## INPUT FOR THIS TASK
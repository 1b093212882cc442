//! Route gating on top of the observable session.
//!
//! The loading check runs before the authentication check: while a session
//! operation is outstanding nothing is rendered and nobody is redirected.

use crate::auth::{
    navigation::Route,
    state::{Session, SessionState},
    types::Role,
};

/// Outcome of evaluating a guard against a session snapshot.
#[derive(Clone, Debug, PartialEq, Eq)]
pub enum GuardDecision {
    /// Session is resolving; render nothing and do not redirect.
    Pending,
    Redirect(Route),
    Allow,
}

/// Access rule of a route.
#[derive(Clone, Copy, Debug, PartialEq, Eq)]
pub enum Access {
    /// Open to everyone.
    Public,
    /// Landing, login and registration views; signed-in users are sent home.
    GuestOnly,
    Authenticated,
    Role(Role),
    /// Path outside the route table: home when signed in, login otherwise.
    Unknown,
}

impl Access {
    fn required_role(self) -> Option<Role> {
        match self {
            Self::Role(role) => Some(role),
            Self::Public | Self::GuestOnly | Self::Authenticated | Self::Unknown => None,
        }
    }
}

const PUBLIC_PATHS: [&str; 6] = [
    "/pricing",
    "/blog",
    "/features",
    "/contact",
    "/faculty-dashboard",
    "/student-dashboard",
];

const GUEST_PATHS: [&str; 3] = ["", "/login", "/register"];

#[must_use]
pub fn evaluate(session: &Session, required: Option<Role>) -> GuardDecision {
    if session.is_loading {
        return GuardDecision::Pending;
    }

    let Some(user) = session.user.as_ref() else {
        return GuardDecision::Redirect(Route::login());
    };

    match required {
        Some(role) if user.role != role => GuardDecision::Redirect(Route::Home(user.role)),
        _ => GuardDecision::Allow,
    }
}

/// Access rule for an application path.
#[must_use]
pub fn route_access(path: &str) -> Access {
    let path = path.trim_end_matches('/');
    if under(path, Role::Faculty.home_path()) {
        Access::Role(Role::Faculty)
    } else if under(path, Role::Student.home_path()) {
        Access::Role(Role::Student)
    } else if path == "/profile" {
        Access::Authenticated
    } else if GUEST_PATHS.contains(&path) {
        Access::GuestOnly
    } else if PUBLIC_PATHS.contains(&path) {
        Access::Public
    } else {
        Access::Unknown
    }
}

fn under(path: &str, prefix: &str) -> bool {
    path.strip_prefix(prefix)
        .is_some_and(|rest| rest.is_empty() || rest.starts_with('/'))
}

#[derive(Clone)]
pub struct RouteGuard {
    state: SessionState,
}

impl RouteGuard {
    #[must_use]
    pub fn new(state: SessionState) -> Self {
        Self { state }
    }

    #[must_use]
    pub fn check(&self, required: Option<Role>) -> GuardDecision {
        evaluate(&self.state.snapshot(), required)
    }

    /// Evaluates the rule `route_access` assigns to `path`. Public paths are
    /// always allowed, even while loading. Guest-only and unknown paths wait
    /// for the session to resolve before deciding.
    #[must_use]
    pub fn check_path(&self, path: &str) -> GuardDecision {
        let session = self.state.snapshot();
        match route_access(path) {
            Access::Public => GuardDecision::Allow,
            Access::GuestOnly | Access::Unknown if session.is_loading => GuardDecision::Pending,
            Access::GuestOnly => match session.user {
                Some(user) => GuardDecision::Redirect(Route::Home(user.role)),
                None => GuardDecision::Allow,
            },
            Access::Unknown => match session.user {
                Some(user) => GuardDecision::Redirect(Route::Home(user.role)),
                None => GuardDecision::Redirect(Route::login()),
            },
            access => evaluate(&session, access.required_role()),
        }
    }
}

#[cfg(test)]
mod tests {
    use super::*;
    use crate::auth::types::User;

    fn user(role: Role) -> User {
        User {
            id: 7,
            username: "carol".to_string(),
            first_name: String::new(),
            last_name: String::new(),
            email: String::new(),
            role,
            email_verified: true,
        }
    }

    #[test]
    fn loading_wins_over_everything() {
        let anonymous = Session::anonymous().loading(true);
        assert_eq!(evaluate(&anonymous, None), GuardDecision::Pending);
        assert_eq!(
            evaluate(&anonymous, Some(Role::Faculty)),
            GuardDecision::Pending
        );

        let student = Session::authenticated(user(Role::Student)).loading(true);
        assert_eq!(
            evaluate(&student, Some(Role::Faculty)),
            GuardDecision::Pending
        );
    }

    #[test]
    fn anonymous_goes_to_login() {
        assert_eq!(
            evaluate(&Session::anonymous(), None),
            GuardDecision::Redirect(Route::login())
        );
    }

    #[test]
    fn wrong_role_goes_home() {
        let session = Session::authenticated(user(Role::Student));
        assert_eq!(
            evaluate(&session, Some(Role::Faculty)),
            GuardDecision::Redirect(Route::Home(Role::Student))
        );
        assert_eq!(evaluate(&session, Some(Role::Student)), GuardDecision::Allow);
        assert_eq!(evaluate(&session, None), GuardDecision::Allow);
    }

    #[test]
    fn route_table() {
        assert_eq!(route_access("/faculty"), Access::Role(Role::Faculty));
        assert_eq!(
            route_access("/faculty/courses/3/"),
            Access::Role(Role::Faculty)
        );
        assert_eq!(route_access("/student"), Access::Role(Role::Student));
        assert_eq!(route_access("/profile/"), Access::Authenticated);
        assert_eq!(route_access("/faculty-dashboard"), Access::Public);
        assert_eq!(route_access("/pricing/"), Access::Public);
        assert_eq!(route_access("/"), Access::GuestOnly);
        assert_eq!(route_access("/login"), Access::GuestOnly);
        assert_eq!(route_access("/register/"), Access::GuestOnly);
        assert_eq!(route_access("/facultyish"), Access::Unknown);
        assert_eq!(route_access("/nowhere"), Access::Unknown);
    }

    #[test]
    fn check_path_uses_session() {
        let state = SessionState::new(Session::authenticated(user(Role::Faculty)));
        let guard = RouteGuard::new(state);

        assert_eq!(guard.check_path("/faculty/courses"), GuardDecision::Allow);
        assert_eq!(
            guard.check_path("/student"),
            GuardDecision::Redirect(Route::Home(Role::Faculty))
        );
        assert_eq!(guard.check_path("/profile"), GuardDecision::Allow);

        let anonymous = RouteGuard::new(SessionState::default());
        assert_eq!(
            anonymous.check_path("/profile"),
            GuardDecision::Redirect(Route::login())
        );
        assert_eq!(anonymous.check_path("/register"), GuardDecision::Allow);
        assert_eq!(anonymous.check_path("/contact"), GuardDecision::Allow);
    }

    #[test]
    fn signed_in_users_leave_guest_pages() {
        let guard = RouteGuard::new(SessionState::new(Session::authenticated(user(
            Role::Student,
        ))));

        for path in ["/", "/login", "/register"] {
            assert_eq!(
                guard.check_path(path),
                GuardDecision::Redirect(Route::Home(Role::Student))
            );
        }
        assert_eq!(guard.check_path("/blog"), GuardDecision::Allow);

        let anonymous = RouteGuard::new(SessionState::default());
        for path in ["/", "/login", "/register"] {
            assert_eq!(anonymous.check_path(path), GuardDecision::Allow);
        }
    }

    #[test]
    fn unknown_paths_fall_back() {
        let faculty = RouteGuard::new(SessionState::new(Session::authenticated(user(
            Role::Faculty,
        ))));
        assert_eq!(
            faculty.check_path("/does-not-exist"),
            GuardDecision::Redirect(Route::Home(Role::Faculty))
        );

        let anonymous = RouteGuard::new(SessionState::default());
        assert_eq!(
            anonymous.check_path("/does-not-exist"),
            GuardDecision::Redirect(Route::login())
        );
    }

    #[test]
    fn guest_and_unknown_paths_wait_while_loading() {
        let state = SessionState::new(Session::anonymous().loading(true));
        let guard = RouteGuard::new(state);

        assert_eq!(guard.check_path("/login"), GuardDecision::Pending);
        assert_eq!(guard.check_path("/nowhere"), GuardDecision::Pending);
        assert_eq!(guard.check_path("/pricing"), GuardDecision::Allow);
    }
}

## EXERCISE REQUIREMENTS
When you copy the data, keep every line word for word.

## REPLY TO THE TASK
repository 1b093212882cc442
//! Route gating on top of the observable session.
//!
//! The loading check runs before the authentication check: while a session
//! operation is outstanding nothing is rendered and nobody is redirected.

use crate::auth::{
    navigation::Route,
    state::{Session, SessionState},
    types::Role,
};

/// Outcome of evaluating a guard against a session snapshot.
#[derive(Clone, Debug, PartialEq, Eq)]
pub enum GuardDecision {
    /// Session is resolving; render nothing and do not redirect.
    Pending,
    Redirect(Route),
    Allow,
}

/// Access rule of a route.
#[derive(Clone, Copy, Debug, PartialEq, Eq)]
pub enum Access {
    /// Open to everyone.
    Public,
    /// Landing, login and registration views; signed-in users are sent home.
    GuestOnly,
    Authenticated,
    Role(Role),
    /// Path outside the route table: home when signed in, login otherwise.
    Unknown,
}

impl Access {
    fn required_role(self) -> Option<Role> {
        match self {
            Self::Role(role) => Some(role),
            Self::Public | Self::GuestOnly | Self::Authenticated | Self::Unknown => None,
        }
    }
}

const PUBLIC_PATHS: [&str; 6] = [
    "/pricing",
    "/blog",
    "/features",
    "/contact",
    "/faculty-dashboard",
    "/student-dashboard",
];

const GUEST_PATHS: [&str; 3] = ["", "/login", "/register"];

#[must_use]
pub fn evaluate(session: &Session, required: Option<Role>) -> GuardDecision {
    if session.is_loading {
        return GuardDecision::Pending;
    }

    let Some(user) = session.user.as_ref() else {
        return GuardDecision::Redirect(Route::login());
    };

    match required {
        Some(role) if user.role != role => GuardDecision::Redirect(Route::Home(user.role)),
        _ => GuardDecision::Allow,
    }
}

/// Access rule for an application path.
#[must_use]
pub fn route_access(path: &str) -> Access {
    let path = path.trim_end_matches('/');
    if under(path, Role::Faculty.home_path()) {
        Access::Role(Role::Faculty)
    } else if under(path, Role::Student.home_path()) {
        Access::Role(Role::Student)
    } else if path == "/profile" {
        Access::Authenticated
    } else if GUEST_PATHS.contains(&path) {
        Access::GuestOnly
    } else if PUBLIC_PATHS.contains(&path) {
        Access::Public
    } else {
        Access::Unknown
    }
}

fn under(path: &str, prefix: &str) -> bool {
    path.strip_prefix(prefix)
        .is_some_and(|rest| rest.is_empty() || rest.starts_with('/'))
}

#[derive(Clone)]
pub struct RouteGuard {
    state: SessionState,
}

impl RouteGuard {
    #[must_use]
    pub fn new(state: SessionState) -> Self {
        Self { state }
    }

    #[must_use]
    pub fn check(&self, required: Option<Role>) -> GuardDecision {
        evaluate(&self.state.snapshot(), required)
    }

    /// Evaluates the rule `route_access` assigns to `path`. Public paths are
    /// always allowed, even while loading. Guest-only and unknown paths wait
    /// for the session to resolve before deciding.
    #[must_use]
    pub fn check_path(&self, path: &str) -> GuardDecision {
        let session = self.state.snapshot();
        match route_access(path) {
            Access::Public => GuardDecision::Allow,
            Access::GuestOnly | Access::Unknown if session.is_loading => GuardDecision::Pending,
            Access::GuestOnly => match session.user {
                Some(user) => GuardDecision::Redirect(Route::Home(user.role)),
                None => GuardDecision::Allow,
            },
            Access::Unknown => match session.user {
                Some(user) => GuardDecision::Redirect(Route::Home(user.role)),
                None => GuardDecision::Redirect(Route::login()),
            },
            access => evaluate(&session, access.required_role()),
        }
    }
}

#[cfg(test)]
mod tests {
    use super::*;
    use crate::auth::types::User;

    fn user(role: Role) -> User {
        User {
            id: 7,
            username: "carol".to_string(),
            first_name: String::new(),
            last_name: String::new(),
            email: String::new(),
            role,
            email_verified: true,
        }
    }

    #[test]
    fn loading_wins_over_everything() {
        let anonymous = Session::anonymous().loading(true);
        assert_eq!(evaluate(&anonymous, None), GuardDecision::Pending);
        assert_eq!(
            evaluate(&anonymous, Some(Role::Faculty)),
            GuardDecision::Pending
        );

        let student = Session::authenticated(user(Role::Student)).loading(true);
        assert_eq!(
            evaluate(&student, Some(Role::Faculty)),
            GuardDecision::Pending
        );
    }

    #[test]
    fn anonymous_goes_to_login() {
        assert_eq!(
            evaluate(&Session::anonymous(), None),
            GuardDecision::Redirect(Route::login())
        );
    }

    #[test]
    fn wrong_role_goes_home() {
        let session = Session::authenticated(user(Role::Student));
        assert_eq!(
            evaluate(&session, Some(Role::Faculty)),
            GuardDecision::Redirect(Route::Home(Role::Student))
        );
        assert_eq!(evaluate(&session, Some(Role::Student)), GuardDecision::Allow);
        assert_eq!(evaluate(&session, None), GuardDecision::Allow);
    }

    #[test]
    fn route_table() {
        assert_eq!(route_access("/faculty"), Access::Role(Role::Faculty));
        assert_eq!(
            route_access("/faculty/courses/3/"),
            Access::Role(Role::Faculty)
        );
        assert_eq!(route_access("/student"), Access::Role(Role::Student));
        assert_eq!(route_access("/profile/"), Access::Authenticated);
        assert_eq!(route_access("/faculty-dashboard"), Access::Public);
        assert_eq!(route_access("/pricing/"), Access::Public);
        assert_eq!(route_access("/"), Access::GuestOnly);
        assert_eq!(route_access("/login"), Access::GuestOnly);
        assert_eq!(route_access("/register/"), Access::GuestOnly);
        assert_eq!(route_access("/facultyish"), Access::Unknown);
        assert_eq!(route_access("/nowhere"), Access::Unknown);
    }

    #[test]
    fn check_path_uses_session() {
        let state = SessionState::new(Session::authenticated(user(Role::Faculty)));
        let guard = RouteGuard::new(state);

        assert_eq!(guard.check_path("/faculty/courses"), GuardDecision::Allow);
        assert_eq!(
            guard.check_path("/student"),
            GuardDecision::Redirect(Route::Home(Role::Faculty))
        );
        assert_eq!(guard.check_path("/profile"), GuardDecision::Allow);

        let anonymous = RouteGuard::new(SessionState::default());
        assert_eq!(
            anonymous.check_path("/profile"),
            GuardDecision::Redirect(Route::login())
        );
        assert_eq!(anonymous.check_path("/register"), GuardDecision::Allow);
        assert_eq!(anonymous.check_path("/contact"), GuardDecision::Allow);
    }

    #[test]
    fn signed_in_users_leave_guest_pages() {
        let guard = RouteGuard::new(SessionState::new(Session::authenticated(user(
            Role::Student,
        ))));

        for path in ["/", "/login", "/register"] {
            assert_eq!(
                guard.check_path(path),
                GuardDecision::Redirect(Route::Home(Role::Student))
            );
        }
        assert_eq!(guard.check_path("/blog"), GuardDecision::Allow);

        let anonymous = RouteGuard::new(SessionState::default());
        for path in ["/", "/login", "/register"] {
            assert_eq!(anonymous.check_path(path), GuardDecision::Allow);
        }
    }

    #[test]
    fn unknown_paths_fall_back() {
        let faculty = RouteGuard::new(SessionState::new(Session::authenticated(user(
            Role::Faculty,
        ))));
        assert_eq!(
            faculty.check_path("/does-not-exist"),
            GuardDecision::Redirect(Route::Home(Role::Faculty))
        );

        let anonymous = RouteGuard::new(SessionState::default());
        assert_eq!(
            anonymous.check_path("/does-not-exist"),
            GuardDecision::Redirect(Route::login())
        );
    }

    #[test]
    fn guest_and_unknown_paths_wait_while_loading() {
        let state = SessionState::new(Session::anonymous().loading(true));
        let guard = RouteGuard::new(state);

        assert_eq!(guard.check_path("/login"), GuardDecision::Pending);
        assert_eq!(guard.check_path("/nowhere"), GuardDecision::Pending);
        assert_eq!(guard.check_path("/pricing"), GuardDecision::Allow);
    }
}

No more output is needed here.